Saved entries
▬▬▬

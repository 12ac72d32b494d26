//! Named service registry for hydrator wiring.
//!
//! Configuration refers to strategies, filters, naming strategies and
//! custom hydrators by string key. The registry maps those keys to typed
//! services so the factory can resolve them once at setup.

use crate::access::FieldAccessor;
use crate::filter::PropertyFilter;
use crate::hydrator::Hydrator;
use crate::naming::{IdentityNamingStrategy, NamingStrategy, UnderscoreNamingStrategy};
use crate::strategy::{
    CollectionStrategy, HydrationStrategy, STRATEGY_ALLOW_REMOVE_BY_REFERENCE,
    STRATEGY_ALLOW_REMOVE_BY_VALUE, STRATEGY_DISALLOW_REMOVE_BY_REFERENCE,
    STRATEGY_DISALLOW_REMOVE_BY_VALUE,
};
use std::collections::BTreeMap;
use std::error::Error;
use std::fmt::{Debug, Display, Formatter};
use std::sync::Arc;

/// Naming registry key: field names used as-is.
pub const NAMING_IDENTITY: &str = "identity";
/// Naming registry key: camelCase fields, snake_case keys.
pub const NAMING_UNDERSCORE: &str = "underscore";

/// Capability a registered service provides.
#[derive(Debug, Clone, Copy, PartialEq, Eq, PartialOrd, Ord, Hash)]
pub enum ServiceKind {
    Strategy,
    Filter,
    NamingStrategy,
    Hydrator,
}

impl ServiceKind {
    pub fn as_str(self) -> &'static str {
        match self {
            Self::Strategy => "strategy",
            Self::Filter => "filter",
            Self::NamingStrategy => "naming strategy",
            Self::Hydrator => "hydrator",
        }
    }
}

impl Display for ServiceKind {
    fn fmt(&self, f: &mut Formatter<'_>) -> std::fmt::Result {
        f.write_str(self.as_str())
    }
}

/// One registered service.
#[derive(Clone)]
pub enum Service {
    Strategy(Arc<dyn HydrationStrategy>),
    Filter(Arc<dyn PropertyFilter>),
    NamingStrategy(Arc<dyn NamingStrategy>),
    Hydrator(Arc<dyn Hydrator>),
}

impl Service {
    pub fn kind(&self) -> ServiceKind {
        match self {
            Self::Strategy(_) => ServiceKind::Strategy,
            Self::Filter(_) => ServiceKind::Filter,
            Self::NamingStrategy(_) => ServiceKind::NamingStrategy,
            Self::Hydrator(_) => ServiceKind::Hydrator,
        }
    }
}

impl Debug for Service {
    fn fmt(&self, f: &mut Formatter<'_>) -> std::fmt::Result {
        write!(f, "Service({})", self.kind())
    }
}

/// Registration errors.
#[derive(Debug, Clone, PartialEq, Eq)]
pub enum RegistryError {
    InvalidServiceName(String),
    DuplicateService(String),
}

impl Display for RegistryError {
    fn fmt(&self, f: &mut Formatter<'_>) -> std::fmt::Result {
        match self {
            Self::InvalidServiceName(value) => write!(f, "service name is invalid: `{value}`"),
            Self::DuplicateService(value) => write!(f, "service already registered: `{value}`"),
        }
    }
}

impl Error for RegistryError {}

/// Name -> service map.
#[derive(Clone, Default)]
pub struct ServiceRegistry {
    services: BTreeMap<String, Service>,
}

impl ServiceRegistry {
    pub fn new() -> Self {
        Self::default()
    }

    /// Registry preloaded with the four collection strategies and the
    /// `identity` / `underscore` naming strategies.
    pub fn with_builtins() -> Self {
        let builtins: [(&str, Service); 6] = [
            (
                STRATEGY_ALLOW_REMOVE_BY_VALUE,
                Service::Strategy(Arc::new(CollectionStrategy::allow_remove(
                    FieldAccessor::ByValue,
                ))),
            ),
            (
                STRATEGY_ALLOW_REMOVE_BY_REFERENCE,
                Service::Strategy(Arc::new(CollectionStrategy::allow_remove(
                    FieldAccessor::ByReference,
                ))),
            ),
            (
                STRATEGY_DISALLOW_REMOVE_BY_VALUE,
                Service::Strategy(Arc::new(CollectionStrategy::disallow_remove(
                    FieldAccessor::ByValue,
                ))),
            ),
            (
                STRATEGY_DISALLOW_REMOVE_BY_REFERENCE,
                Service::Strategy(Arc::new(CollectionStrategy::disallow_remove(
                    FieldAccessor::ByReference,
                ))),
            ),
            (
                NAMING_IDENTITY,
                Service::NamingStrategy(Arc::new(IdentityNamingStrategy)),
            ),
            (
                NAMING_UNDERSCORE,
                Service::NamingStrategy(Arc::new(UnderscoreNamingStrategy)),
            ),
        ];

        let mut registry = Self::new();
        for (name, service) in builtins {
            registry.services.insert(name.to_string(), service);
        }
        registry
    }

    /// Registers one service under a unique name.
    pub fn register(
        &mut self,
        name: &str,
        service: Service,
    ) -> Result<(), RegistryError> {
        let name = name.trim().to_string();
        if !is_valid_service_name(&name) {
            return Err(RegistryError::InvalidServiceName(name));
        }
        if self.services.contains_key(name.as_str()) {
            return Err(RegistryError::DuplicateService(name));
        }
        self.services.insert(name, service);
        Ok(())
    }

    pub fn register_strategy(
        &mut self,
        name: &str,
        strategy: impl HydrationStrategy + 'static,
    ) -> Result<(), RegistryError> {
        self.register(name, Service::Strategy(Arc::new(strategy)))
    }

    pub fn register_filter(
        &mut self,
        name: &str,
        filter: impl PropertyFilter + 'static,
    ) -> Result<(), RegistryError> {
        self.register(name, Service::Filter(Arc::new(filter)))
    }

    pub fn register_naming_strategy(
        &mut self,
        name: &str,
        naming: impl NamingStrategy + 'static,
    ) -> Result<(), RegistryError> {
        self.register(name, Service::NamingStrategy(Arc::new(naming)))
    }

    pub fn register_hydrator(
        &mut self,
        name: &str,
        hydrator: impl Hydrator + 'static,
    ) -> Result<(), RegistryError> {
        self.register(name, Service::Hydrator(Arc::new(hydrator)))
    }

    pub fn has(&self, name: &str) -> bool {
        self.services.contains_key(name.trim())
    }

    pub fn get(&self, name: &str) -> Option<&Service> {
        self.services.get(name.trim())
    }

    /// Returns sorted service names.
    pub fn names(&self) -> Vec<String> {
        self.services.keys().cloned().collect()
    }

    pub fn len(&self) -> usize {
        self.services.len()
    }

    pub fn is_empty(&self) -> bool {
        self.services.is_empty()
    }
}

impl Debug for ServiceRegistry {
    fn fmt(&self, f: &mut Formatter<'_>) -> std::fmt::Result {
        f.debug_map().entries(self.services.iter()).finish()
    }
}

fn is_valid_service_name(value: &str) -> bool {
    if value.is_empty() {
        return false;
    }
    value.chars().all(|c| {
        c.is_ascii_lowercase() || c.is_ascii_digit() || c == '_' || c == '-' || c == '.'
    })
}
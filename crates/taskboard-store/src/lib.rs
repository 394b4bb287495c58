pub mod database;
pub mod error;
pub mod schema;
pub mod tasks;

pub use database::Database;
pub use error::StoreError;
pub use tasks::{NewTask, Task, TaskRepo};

▬▬▬

For each line above that includes "PropertyFilter", make a copy.

use crate::filter::PropertyFilter;
    Filter(Arc<dyn PropertyFilter>),
        filter: impl PropertyFilter + 'static,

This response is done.